== WHAT YOU HAVE TO DO ==
Every record must be copied exactly.

[Collected data entries]
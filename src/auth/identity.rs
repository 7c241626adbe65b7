/// The identity of an authenticated peer.
#[derive(Debug, Default, Clone, PartialEq, Eq)]
pub struct Identity {
    /// The authentication ID the peer was actually authenticated as.
    pub id: String,
    /// The authentication role the peer was authenticated for.
    pub role: String,
}
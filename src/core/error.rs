use anyhow::Error;
use thiserror::Error;

use crate::core::uri::Uri;

/// An error surfaced to the host embedding the router.
///
/// These are configuration and lifecycle errors, and indicate a bug in the
/// caller rather than a misbehaving peer.
#[derive(Debug, Error)]
pub enum RouterError {
    /// A realm is already registered under the URI.
    #[error("realm exists: {0}")]
    RealmExists(Uri),
    /// The peer failed authentication against the realm.
    #[error("authentication error: {0}")]
    Authentication(String),
    /// The router is closing, so new connections are not allowed.
    #[error("router is closing, no new connections are allowed")]
    ShuttingDown,
    /// The router was closed more than once.
    #[error("already closed")]
    AlreadyClosed,
}

/// A basic error that occurs while processing a WAMP message.
#[derive(Debug, Error)]
pub enum BasicError {
    /// A generic resource was not found.
    ///
    /// WAMP defines standard URIs for not finding specific resource types.
    /// This error should only be used when the standard URI cannot be used.
    #[error("{0}")]
    NotFound(String),
    /// An invalid argument was passed.
    #[error("{0}")]
    InvalidArgument(String),
    /// The operation is not allowed based on process configuration.
    #[error("{0}")]
    NotAllowed(String),
    /// Some internal error occurred.
    #[error("{0}")]
    Internal(String),
}

impl BasicError {
    /// The trailing URI component for the error.
    pub fn uri_component(&self) -> &str {
        match self {
            Self::NotFound(_) => "not_found",
            Self::InvalidArgument(_) => "invalid_argument",
            Self::NotAllowed(_) => "not_allowed",
            Self::Internal(_) => "internal",
        }
    }
}

/// An interaction error that occurs while processing a WAMP message.
///
/// Interaction errors are clearly defined in the WAMP standard and are
/// reserved for errors that peers must be able to parse easily.
#[derive(Debug, Error)]
pub enum InteractionError {
    /// The incoming message violates the WAMP protocol.
    #[error("protocol violation: {0}")]
    ProtocolViolation(String),
    /// The realm being referenced does not exist.
    #[error("no such realm")]
    NoSuchRealm,
    /// The subscription being referenced does not exist.
    #[error("no such subscription")]
    NoSuchSubscription,
    /// The procedure being called does not exist.
    #[error("no such procedure")]
    NoSuchProcedure,
    /// The registration being referenced does not exist.
    #[error("no such registration")]
    NoSuchRegistration,
    /// The peer could not be authenticated against the realm.
    #[error("authorization failed: {0}")]
    AuthorizationFailed(String),
    /// The peer did not respond in time.
    #[error("timed out")]
    Timeout,
}

impl InteractionError {
    /// The trailing URI component for the error.
    pub fn uri_component(&self) -> &str {
        match self {
            Self::ProtocolViolation(_) => "protocol_violation",
            Self::NoSuchRealm => "no_such_realm",
            Self::NoSuchSubscription => "no_such_subscription",
            Self::NoSuchProcedure => "no_such_procedure",
            Self::NoSuchRegistration => "no_such_registration",
            Self::AuthorizationFailed(_) => "authorization_failed",
            Self::Timeout => "timeout",
        }
    }
}

/// The `wamp.error.*` reason URI describing an error.
///
/// Errors outside the WAMP-standard taxonomies map to `wamp.error.internal`.
pub fn reason_for_error(error: &Error) -> Uri {
    if let Some(err) = error.downcast_ref::<InteractionError>() {
        return Uri::from_known(format!("wamp.error.{}", err.uri_component()));
    }
    if let Some(err) = error.downcast_ref::<BasicError>() {
        return Uri::from_known(format!("wamp.error.{}", err.uri_component()));
    }
    if let Some(RouterError::ShuttingDown) = error.downcast_ref::<RouterError>() {
        return Uri::from_known("wamp.error.system_shutdown");
    }
    Uri::from_known("wamp.error.internal")
}

#[cfg(test)]
mod error_test {
    use crate::core::error::{
        reason_for_error,
        BasicError,
        InteractionError,
        RouterError,
    };

    #[test]
    fn maps_errors_to_reason_uris() {
        assert_eq!(
            reason_for_error(&InteractionError::NoSuchRealm.into()).as_ref(),
            "wamp.error.no_such_realm"
        );
        assert_eq!(
            reason_for_error(&InteractionError::AuthorizationFailed("denied".to_owned()).into())
                .as_ref(),
            "wamp.error.authorization_failed"
        );
        assert_eq!(
            reason_for_error(&RouterError::ShuttingDown.into()).as_ref(),
            "wamp.error.system_shutdown"
        );
        assert_eq!(
            reason_for_error(&BasicError::NotAllowed("nope".to_owned()).into()).as_ref(),
            "wamp.error.not_allowed"
        );
        assert_eq!(
            reason_for_error(&anyhow::Error::msg("anything else")).as_ref(),
            "wamp.error.internal"
        );
    }
}
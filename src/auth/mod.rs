pub mod authenticator;
pub mod identity;

pub use authenticator::{
    Authenticator,
    TicketAuthenticator,
};
pub use identity::Identity;
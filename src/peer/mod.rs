pub mod local;
pub mod peer;

pub use local::{
    local_pipe,
    LocalPeer,
};
pub use peer::{
    Peer,
    PeerError,
};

== ANSWER BELOW ==
filename src/auth/identity.rs
repository 7c241626adbe65b7
/// The identity of an authenticated peer.
#[derive(Debug, Default, Clone, PartialEq, Eq)]
pub struct Identity {
    /// The authentication ID the peer was actually authenticated as.
    pub id: String,
    /// The authentication role the peer was authenticated for.
    pub role: String,
}
filename src/core/error.rs
use anyhow::Error;
use thiserror::Error;

use crate::core::uri::Uri;

/// An error surfaced to the host embedding the router.
///
/// These are configuration and lifecycle errors, and indicate a bug in the
/// caller rather than a misbehaving peer.
#[derive(Debug, Error)]
pub enum RouterError {
    /// A realm is already registered under the URI.
    #[error("realm exists: {0}")]
    RealmExists(Uri),
    /// The peer failed authentication against the realm.
    #[error("authentication error: {0}")]
    Authentication(String),
    /// The router is closing, so new connections are not allowed.
    #[error("router is closing, no new connections are allowed")]
    ShuttingDown,
    /// The router was closed more than once.
    #[error("already closed")]
    AlreadyClosed,
}

/// A basic error that occurs while processing a WAMP message.
#[derive(Debug, Error)]
pub enum BasicError {
    /// A generic resource was not found.
    ///
    /// WAMP defines standard URIs for not finding specific resource types.
    /// This error should only be used when the standard URI cannot be used.
    #[error("{0}")]
    NotFound(String),
    /// An invalid argument was passed.
    #[error("{0}")]
    InvalidArgument(String),
    /// The operation is not allowed based on process configuration.
    #[error("{0}")]
    NotAllowed(String),
    /// Some internal error occurred.
    #[error("{0}")]
    Internal(String),
}

impl BasicError {
    /// The trailing URI component for the error.
    pub fn uri_component(&self) -> &str {
        match self {
            Self::NotFound(_) => "not_found",
            Self::InvalidArgument(_) => "invalid_argument",
            Self::NotAllowed(_) => "not_allowed",
            Self::Internal(_) => "internal",
        }
    }
}

/// An interaction error that occurs while processing a WAMP message.
///
/// Interaction errors are clearly defined in the WAMP standard and are
/// reserved for errors that peers must be able to parse easily.
#[derive(Debug, Error)]
pub enum InteractionError {
    /// The incoming message violates the WAMP protocol.
    #[error("protocol violation: {0}")]
    ProtocolViolation(String),
    /// The realm being referenced does not exist.
    #[error("no such realm")]
    NoSuchRealm,
    /// The subscription being referenced does not exist.
    #[error("no such subscription")]
    NoSuchSubscription,
    /// The procedure being called does not exist.
    #[error("no such procedure")]
    NoSuchProcedure,
    /// The registration being referenced does not exist.
    #[error("no such registration")]
    NoSuchRegistration,
    /// The peer could not be authenticated against the realm.
    #[error("authorization failed: {0}")]
    AuthorizationFailed(String),
    /// The peer did not respond in time.
    #[error("timed out")]
    Timeout,
}

impl InteractionError {
    /// The trailing URI component for the error.
    pub fn uri_component(&self) -> &str {
        match self {
            Self::ProtocolViolation(_) => "protocol_violation",
            Self::NoSuchRealm => "no_such_realm",
            Self::NoSuchSubscription => "no_such_subscription",
            Self::NoSuchProcedure => "no_such_procedure",
            Self::NoSuchRegistration => "no_such_registration",
            Self::AuthorizationFailed(_) => "authorization_failed",
            Self::Timeout => "timeout",
        }
    }
}

/// The `wamp.error.*` reason URI describing an error.
///
/// Errors outside the WAMP-standard taxonomies map to `wamp.error.internal`.
pub fn reason_for_error(error: &Error) -> Uri {
    if let Some(err) = error.downcast_ref::<InteractionError>() {
        return Uri::from_known(format!("wamp.error.{}", err.uri_component()));
    }
    if let Some(err) = error.downcast_ref::<BasicError>() {
        return Uri::from_known(format!("wamp.error.{}", err.uri_component()));
    }
    if let Some(RouterError::ShuttingDown) = error.downcast_ref::<RouterError>() {
        return Uri::from_known("wamp.error.system_shutdown");
    }
    Uri::from_known("wamp.error.internal")
}

#[cfg(test)]
mod error_test {
    use crate::core::error::{
        reason_for_error,
        BasicError,
        InteractionError,
        RouterError,
    };

    #[test]
    fn maps_errors_to_reason_uris() {
        assert_eq!(
            reason_for_error(&InteractionError::NoSuchRealm.into()).as_ref(),
            "wamp.error.no_such_realm"
        );
        assert_eq!(
            reason_for_error(&InteractionError::AuthorizationFailed("denied".to_owned()).into())
                .as_ref(),
            "wamp.error.authorization_failed"
        );
        assert_eq!(
            reason_for_error(&RouterError::ShuttingDown.into()).as_ref(),
            "wamp.error.system_shutdown"
        );
        assert_eq!(
            reason_for_error(&BasicError::NotAllowed("nope".to_owned()).into()).as_ref(),
            "wamp.error.not_allowed"
        );
        assert_eq!(
            reason_for_error(&anyhow::Error::msg("anything else")).as_ref(),
            "wamp.error.internal"
        );
    }
}
filename src/auth/mod.rs
pub mod authenticator;
pub mod identity;

pub use authenticator::{
    Authenticator,
    TicketAuthenticator,
};
pub use identity::Identity;
filename src/peer/mod.rs
pub mod local;
pub mod peer;

pub use local::{
    local_pipe,
    LocalPeer,
};
pub use peer::{
    Peer,
    PeerError,
};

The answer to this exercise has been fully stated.